Л. Н. Толстой с дочерью Сашей. Ясная Поляна. Фотография В. Г. Черткова. 1908
«Доехали, голубчик Саша, благополучно. Ах, если бы только у вас бы не было не очень неблагополучно. Теперь половина восьмого. Переночуем (в Оптиной пустыни. — В. Р.) и завтра поедем, если будем живы, в Шамардино (к сестре Марии Николаевне, монахине Шамординского монастыря. — В. Р.). Стараюсь быть спокойным и должен признаться, что испытываю то же беспокойство, какое и всегда, ожидая всего тяжелого, но не испытываю того стыда, той неловкости, той несвободы, которую испытывал всегда дома. Пришлось от Горбачева ехать в 3-м классе, было неудобно, но очень душевно приятно и поучительно. Ели хорошо и на дороге и в Белеве, сейчас будем пить чай и спать, стараться спать. Я почти не устал, даже меньше, чем обыкновенно. О тебе ничего не решаю до получения известий от тебя. Пиши в Шамардино и туда же посылай телеграммы, если будет что-нибудь экстренное. Скажи Бате (В. Г. Черткову. — В. Р.), чтоб он писал и что я прочел отмеченное в его статье место, но второпях, и желал бы перечесть — пускай пришлет[209]. Варе (В. М. Феокритовой. — В. Р.) скажи, что ее благодарю, как всегда, за ее любовь к тебе и прошу и надеюсь, что она будет беречь тебя и останавливать в твоих порывах. Пожалуйста, голубушка, мало слов, но кротких и твердых.

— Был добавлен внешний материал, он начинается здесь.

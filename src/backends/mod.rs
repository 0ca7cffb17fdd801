//! Output backends

pub mod bbc;
pub mod beep;
pub mod maestro;

pub use bbc::BbcOutput;

use crate::error::{Error, Result};

/// Backend configuration options
#[derive(Debug, Clone, Default)]
pub struct BackendOptions {
    /// BBC backends: listing, SDL listing, typed binary or disk image data
    pub bbc_output: BbcOutput,
}

/// Output backend trait.
///
/// The pipeline calls `init` once per file, `render_chord` for every
/// deduplicated chord in order, then `finalize` to collect the output.
pub trait Backend {
    /// Get backend name (e.g., "bbc")
    fn name(&self) -> &'static str;

    /// File name suffix for the output, including any separator
    fn extension(&self) -> &'static str;

    /// Whether the output is printable text
    fn is_text(&self) -> bool {
        true
    }

    /// Smallest duration the target can represent, in microseconds
    fn quantization_grid(&self) -> Option<u64> {
        None
    }

    /// Reset per-file state
    fn init(&mut self);

    /// Consume one chord: ascending pitches (MIDI note numbers, possibly
    /// fractional) sounding for `duration` microseconds
    fn render_chord(&mut self, pitches: &[f64], duration: u64);

    /// Serialize everything rendered since `init`
    fn finalize(&mut self) -> Vec<u8>;
}

/// Create a backend by name
pub fn create_backend(name: &str, options: &BackendOptions) -> Result<Box<dyn Backend>> {
    let bbc_only = options.bbc_output != BbcOutput::Listing;
    let backend: Box<dyn Backend> = match name {
        "bbc" => Box::new(bbc::Multiplexer::new(bbc::Machine::BbcMicro, options.bbc_output)?),
        "electron" => Box::new(bbc::Multiplexer::new(bbc::Machine::Electron, options.bbc_output)?),
        "beep" | "maestro" if bbc_only => {
            return Err(Error::InvalidOption(format!(
                "{:?} output needs the bbc or electron backend",
                options.bbc_output
            )))
        }
        "beep" => Box::new(beep::Beep::new()),
        "maestro" => Box::new(maestro::Maestro::new()),
        _ => return Err(Error::UnknownBackend(name.to_string())),
    };
    Ok(backend)
}

/// List all available backend names
pub fn list_backends() -> Vec<&'static str> {
    vec!["beep", "bbc", "electron", "maestro"]
}

#[cfg(test)]
mod tests {
    use super::*;

    #[test]
    fn test_every_listed_backend_exists() {
        for name in list_backends() {
            let backend = create_backend(name, &BackendOptions::default()).unwrap();
            assert_eq!(backend.name(), name);
        }
    }

    #[test]
    fn test_bbc_output_needs_bbc_backend() {
        let options = BackendOptions {
            bbc_output: BbcOutput::Sdl,
        };
        assert!(matches!(create_backend("beep", &options), Err(Error::InvalidOption(_))));
        assert!(create_backend("electron", &options).is_ok());

        let options = BackendOptions {
            bbc_output: BbcOutput::Ssd,
        };
        assert!(matches!(create_backend("electron", &options), Err(Error::InvalidOption(_))));
        assert!(!create_backend("bbc", &options).unwrap().is_text());
    }

    #[test]
    fn test_unknown_backend() {
        assert!(matches!(
            create_backend("qsound", &BackendOptions::default()),
            Err(Error::UnknownBackend(_))
        ));
    }
}
//! Standard MIDI File chunk and track parser

use super::events::{self, status, Message, RawEvent, TrackEvent};
use super::reader::ByteReader;
use crate::error::{Error, Result};
use serde::Serialize;

/// Header chunk tag
pub const HEADER_MAGIC: &[u8; 4] = b"MThd";

/// Track chunk tag
pub const TRACK_MAGIC: &[u8; 4] = b"MTrk";

/// Declared file format
#[derive(Debug, Clone, Copy, PartialEq, Eq, Serialize)]
#[serde(rename_all = "snake_case")]
pub enum Format {
    /// Format 0: one track
    SingleTrack,
    /// Format 1: simultaneous tracks sharing one timeline
    MultiTrack,
    /// Format 2: independent sequential patterns
    Sequential,
}

impl Format {
    pub fn from_word(word: u16) -> Result<Self> {
        match word {
            0 => Ok(Format::SingleTrack),
            1 => Ok(Format::MultiTrack),
            2 => Ok(Format::Sequential),
            _ => Err(Error::InvalidHeader(format!("unknown format {}", word))),
        }
    }
}

/// Time division declared in the header
#[derive(Debug, Clone, Copy, PartialEq, Eq, Serialize)]
#[serde(rename_all = "snake_case")]
pub enum Timing {
    /// Ticks per quarter note
    Metrical(u16),
    /// SMPTE frames per second and ticks per frame
    Timecode { fps: u8, subframes: u8 },
}

impl Timing {
    pub fn from_word(word: u16) -> Result<Self> {
        if word & 0x8000 != 0 {
            let fps = ((word >> 8) as u8 as i8).unsigned_abs();
            let subframes = (word & 0xFF) as u8;
            if fps == 0 || subframes == 0 {
                return Err(Error::InvalidHeader("zero SMPTE division".into()));
            }
            Ok(Timing::Timecode { fps, subframes })
        } else if word == 0 {
            Err(Error::InvalidHeader("zero ticks per quarter note".into()))
        } else {
            Ok(Timing::Metrical(word))
        }
    }
}

/// Parsed header chunk
#[derive(Debug, Clone, Copy, PartialEq, Eq, Serialize)]
pub struct Header {
    pub format: Format,
    pub track_count: u16,
    pub timing: Timing,
}

/// A fully decoded file
#[derive(Debug, Clone, PartialEq, Eq, Serialize)]
pub struct Smf {
    pub header: Header,
    pub tracks: Vec<Vec<TrackEvent>>,
}

/// Per-track decoding state
#[derive(Debug, Default)]
struct TrackState {
    running_status: Option<u8>,
}

/// MIDI file parser
pub struct SmfParser<'a> {
    reader: ByteReader<'a>,
}

impl<'a> SmfParser<'a> {
    /// Create a new parser over raw file data
    pub fn new(data: &'a [u8]) -> Self {
        Self {
            reader: ByteReader::new(data),
        }
    }

    /// Validate the header chunk and parse it
    pub fn parse_header(&mut self) -> Result<Header> {
        let magic = self.reader.slice(4)?;
        if magic != HEADER_MAGIC {
            return Err(Error::InvalidHeader("missing MThd tag".into()));
        }
        let len = self.reader.read_u32_be()? as usize;
        if len < 6 {
            return Err(Error::InvalidHeader(format!("header chunk too short ({})", len)));
        }
        let format = Format::from_word(self.reader.read_u16_be()?)?;
        let track_count = self.reader.read_u16_be()?;
        let timing = Timing::from_word(self.reader.read_u16_be()?)?;
        self.reader.skip(len - 6)?;

        tracing::debug!(?format, track_count, ?timing, "parsed MIDI header");
        Ok(Header {
            format,
            track_count,
            timing,
        })
    }

    /// Parse every declared track chunk, skipping chunks of unknown type
    pub fn parse_tracks(&mut self, header: &Header) -> Result<Vec<Vec<TrackEvent>>> {
        let mut tracks = Vec::with_capacity(header.track_count as usize);
        while tracks.len() < header.track_count as usize {
            let magic = self.reader.slice(4)?;
            let len = self.reader.read_u32_be()? as usize;
            let start = self.reader.position();
            let body = self.reader.slice(len)?;
            if magic != TRACK_MAGIC {
                tracing::debug!(
                    "skipping {} byte chunk {:?}",
                    len,
                    String::from_utf8_lossy(magic)
                );
                continue;
            }
            let index = tracks.len();
            tracks.push(Self::parse_track(body, index, start)?);
        }
        Ok(tracks)
    }

    /// Decode the events of one track chunk body.
    ///
    /// `base` is the file offset of the body, used for error reporting.
    fn parse_track(body: &[u8], index: usize, base: usize) -> Result<Vec<TrackEvent>> {
        let mut reader = ByteReader::new(body);
        let mut state = TrackState::default();
        let mut events = Vec::new();

        while !reader.is_eof() {
            let event = Self::parse_event(&mut reader, &mut state).map_err(|e| match e {
                Error::TruncatedInput { offset, .. } => Error::InvalidEventLength {
                    track: index,
                    offset: base + offset,
                },
                Error::MissingRunningStatus { offset } => Error::MissingRunningStatus {
                    offset: base + offset,
                },
                other => other,
            })?;
            events.push(event);
        }

        tracing::debug!(track = index, events = events.len(), "parsed track");
        Ok(events)
    }

    fn parse_event(reader: &mut ByteReader<'_>, state: &mut TrackState) -> Result<TrackEvent> {
        let delta = reader.read_var_len()?;

        let status = if reader.peek_u8()? & 0x80 != 0 {
            let status = reader.read_u8()?;
            // Only channel statuses become running status; meta and sysex
            // events leave the previous one in force
            if status < status::SYSEX {
                state.running_status = Some(status);
            }
            status
        } else {
            state
                .running_status
                .ok_or(Error::MissingRunningStatus {
                    offset: reader.position(),
                })?
        };

        let message = match status {
            status::META => {
                let meta_type = reader.read_u8()?;
                let len = reader.read_var_len()? as usize;
                let data = reader.slice(len)?;
                Message::from_meta(meta_type, data)
            }
            status::SYSEX | status::SYSEX_ESCAPE => {
                let len = reader.read_var_len()? as usize;
                reader.skip(len)?;
                Message::SysEx { len }
            }
            s if s >= status::SYSEX => {
                reader.skip(events::system_data_size(s))?;
                Message::System { status: s }
            }
            s => {
                let data = reader.slice(events::channel_data_size(s))?;
                Message::from_channel(&RawEvent {
                    delta,
                    status: s,
                    channel: s & 0x0F,
                    data,
                })
                .unwrap_or(Message::System { status: s })
            }
        };

        Ok(TrackEvent { delta, message })
    }
}

/// Decode a complete MIDI file
pub fn parse(data: &[u8]) -> Result<Smf> {
    let mut parser = SmfParser::new(data);
    let header = parser.parse_header()?;
    let tracks = parser.parse_tracks(&header)?;
    Ok(Smf { header, tracks })
}
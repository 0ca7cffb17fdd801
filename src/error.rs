use std::io;

#[derive(Debug, thiserror::Error)]
pub enum Error {
    #[error("Unexpected end of input at offset {offset} (wanted {wanted} bytes)")]
    TruncatedInput { offset: usize, wanted: usize },

    #[error("Unsupported fixed read width: {0} bytes")]
    InvalidReadWidth(usize),

    #[error("Invalid MIDI header: {0}")]
    InvalidHeader(String),

    #[error("Event at offset {offset} runs past the end of track {track}")]
    InvalidEventLength { track: usize, offset: usize },

    #[error("Data byte at offset {offset} with no running status")]
    MissingRunningStatus { offset: usize },

    #[error("Unknown backend: {0}")]
    UnknownBackend(String),

    #[error("Invalid option: {0}")]
    InvalidOption(String),

    #[error("Cannot build disk image: {0}")]
    DiskImage(String),

    #[error("IO error: {0}")]
    Io(#[from] io::Error),
}

pub type Result<T> = std::result::Result<T, Error>;
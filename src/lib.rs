pub mod backends;
pub mod convert;
pub mod error;
pub mod smf;

pub use convert::{ConvertOptions, Converter};
pub use error::Error;
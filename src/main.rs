use clap::Parser;
use midibeep::backends::{self, bbc, BackendOptions, BbcOutput};
use midibeep::{ConvertOptions, Converter};
use std::io::Write;
use std::path::{Path, PathBuf};
use std::process::ExitCode;
use tracing_subscriber::EnvFilter;

#[derive(Parser, Debug)]
#[command(name = "midibeep")]
#[command(version = "0.1.0")]
#[command(about = "Convert MIDI files to beeper and retro computer music", long_about = None)]
struct Args {
    /// Input MIDI files
    #[arg(required_unless_present = "list_backends")]
    files: Vec<PathBuf>,

    /// Output backend (bbc when a --bbc-* option is given, otherwise beep)
    #[arg(short, long)]
    backend: Option<String>,

    /// BBC backends: typeable program that assembles the tune into memory
    #[arg(long, conflicts_with_all = ["bbc_ssd", "bbc_sdl"])]
    bbc_binary: bool,

    /// BBC Micro: write one DFS disk image holding every tune
    #[arg(long, conflicts_with = "bbc_sdl")]
    bbc_ssd: bool,

    /// BBC backends: listing for BBC BASIC for SDL
    #[arg(long)]
    bbc_sdl: bool,

    /// Disk image title, also naming the image file
    #[arg(long, env = "DFS_TITLE")]
    disk_title: Option<String>,

    /// Copyright line added to the disk's !BOOT file
    #[arg(long, env = "BOOT_COPYRIGHT")]
    boot_copyright: Option<String>,

    /// Play only the highest note of each chord
    #[arg(short, long)]
    monophonic: bool,

    /// Stop after this many seconds (0 = no limit)
    #[arg(long, env = "maxTime", default_value_t = 0.0)]
    max_time: f64,

    /// Output directory, or - for stdout (defaults to each input's directory)
    #[arg(short, long)]
    output: Option<PathBuf>,

    /// List available backends
    #[arg(short = 'L', long)]
    list_backends: bool,
}

fn main() -> Result<ExitCode, midibeep::Error> {
    tracing_subscriber::fmt()
        .with_env_filter(EnvFilter::try_from_default_env().unwrap_or_else(|_| EnvFilter::new("warn")))
        .with_writer(std::io::stderr)
        .init();

    let args = Args::parse();

    if args.list_backends {
        for name in backends::list_backends() {
            println!("{}", name);
        }
        return Ok(ExitCode::SUCCESS);
    }

    let options = ConvertOptions {
        backend: args.backend_name().to_string(),
        backend_options: BackendOptions {
            bbc_output: args.bbc_output(),
        },
        monophonic: args.monophonic,
        max_time_us: (args.max_time > 0.0).then(|| (args.max_time * 1_000_000.0) as u64),
    };
    let mut converter = Converter::new(&options)?;

    let mut failed = 0;
    let mut disk_files: Vec<(String, Vec<u8>)> = Vec::new();
    for file in &args.files {
        let result = converter.convert_file(file).and_then(|data| {
            if args.bbc_ssd {
                disk_files.push((bbc::dfs_file_name(file, disk_files.len() + 1), data));
                Ok(())
            } else {
                write_output(file, args.output.as_deref(), converter.backend().extension(), &data)
            }
        });
        if let Err(e) = result {
            tracing::error!("{}: {}", file.display(), e);
            failed += 1;
        }
    }

    if !disk_files.is_empty() {
        let title = args.disk_title.as_deref().unwrap_or("");
        let result = bbc::dfs_image(&disk_files, title, args.boot_copyright.as_deref())
            .and_then(|image| write_disk_image(args.output.as_deref(), title, &image));
        if let Err(e) = result {
            tracing::error!("{}", e);
            return Ok(ExitCode::FAILURE);
        }
    }

    if failed > 0 {
        tracing::warn!("{} of {} files failed", failed, args.files.len());
        return Ok(ExitCode::FAILURE);
    }
    Ok(ExitCode::SUCCESS)
}

impl Args {
    fn backend_name(&self) -> &str {
        match &self.backend {
            Some(name) => name,
            None if self.bbc_output() != BbcOutput::Listing => "bbc",
            None => "beep",
        }
    }

    fn bbc_output(&self) -> BbcOutput {
        if self.bbc_binary {
            BbcOutput::Binary
        } else if self.bbc_ssd {
            BbcOutput::Ssd
        } else if self.bbc_sdl {
            BbcOutput::Sdl
        } else {
            BbcOutput::Listing
        }
    }
}

/// Input name with any .mid/.midi extension replaced by `extension`
fn output_name(input: &Path, extension: &str) -> PathBuf {
    let stem = match input.extension() {
        Some(ext) if ext.eq_ignore_ascii_case("mid") || ext.eq_ignore_ascii_case("midi") => input.with_extension(""),
        _ => input.to_path_buf(),
    };
    let name = stem.file_name().map(|n| n.to_string_lossy().into_owned()).unwrap_or_default();
    PathBuf::from(format!("{}{}", name, extension))
}

fn write_output(input: &Path, dir: Option<&Path>, extension: &str, data: &[u8]) -> midibeep::error::Result<()> {
    let path = match dir {
        Some(dir) if dir == Path::new("-") => {
            let mut stdout = std::io::stdout().lock();
            stdout.write_all(data)?;
            stdout.flush()?;
            return Ok(());
        }
        Some(dir) => dir.join(output_name(input, extension)),
        None => input
            .parent()
            .unwrap_or(Path::new(""))
            .join(output_name(input, extension)),
    };
    std::fs::write(&path, data)?;
    tracing::info!("Wrote {}", path.display());
    Ok(())
}

/// Write the disk image as `<title>.ssd` ("tunes.ssd" when untitled)
fn write_disk_image(dir: Option<&Path>, title: &str, image: &[u8]) -> midibeep::error::Result<()> {
    let name = format!("{}.ssd", if title.is_empty() { "tunes" } else { title });
    let path = match dir {
        Some(dir) if dir == Path::new("-") => {
            let mut stdout = std::io::stdout().lock();
            stdout.write_all(image)?;
            stdout.flush()?;
            return Ok(());
        }
        Some(dir) => dir.join(name),
        None => PathBuf::from(name),
    };
    std::fs::write(&path, image)?;
    tracing::info!("Wrote {}", path.display());
    Ok(())
}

Пришли мне или привези штучку для заряжения пера (чернила взяты), начатые мною книги Montaigne[210], Николаев[211], 2-й том Достоевского[212], Une vie[213].
Письма все читай и пересылай нужные: Подборки[214], Шамардино.
Владимиру Григорьевичу скажи, что очень рад и очень боюсь того, что сделал. Постараюсь написать сюжеты снов и просящиеся художественные писания. От свидания с ним до времени считаю лучшим воздержаться. Он, как всегда, поймет меня.
Прощай, голубчик, целую тебя. Л. Т. Еще пришли маленькие ножнечки, карандаши, халат» (82, 216).
«Мыло.
Ногтевая щеточка.
Блокнот.
Кофе.
Губка.
[Замыслы будущих произведений]
1) Феодорит и издохшая лошадь.
2) Священник обращенный обращаемым.
3) Роман Страхова Грушенька* — экономка.
4) Охота; дуэль и лобовые» (58, 235).
* Имя героини романа Ф. М. Достоевского «Братья Карамазовы»
«Л. Н. позвал меня. Сидел на диване, устроив из него себе кресло, и читал одну из книжек «Религиозно-философской библиотеки» Новоселова «О цели и смысле жизни. Часть вторая. Христианское мировоззрение» (Вышний Волочек, 1903. — В. Р.). Понравилась ему. Еще заинтересовала его книжка (сказал: «О социализме там хорошо») — «Социальное значение религиозной личности». Сборник. Влад. Соловьев. Герберт Спенсер. Достоевский. Герцен. Тихомиров (Вышний Волочек, 1904. — В. Р.).
Продиктовал (мне) письмо Новоселову:
«М. А. Новоселову, Вышний Волочок, Тверской губ.
Лев Николаевич у сестры в Шамординском монастыре нашел вашу «Религиозно-философскую библиотеку». Она ему чрезвычайно нравится и он очень желал бы знать, продолжается ли она и сколько ее №-ов. И присылает вам свой привет — если вы его помните (добавил Л. Н.)
Д. П. Маковицкий» (курсив Маковицкого Д. П. — В. Р.)
«Как интересно про социализм пишет Герцен», — говорил Л. Н. и еще говорил — не помню что́ — про статьи Соловьева, Спенсера, Тихомирова» (Маковицкий Д. П. Кн. 4. С. 408).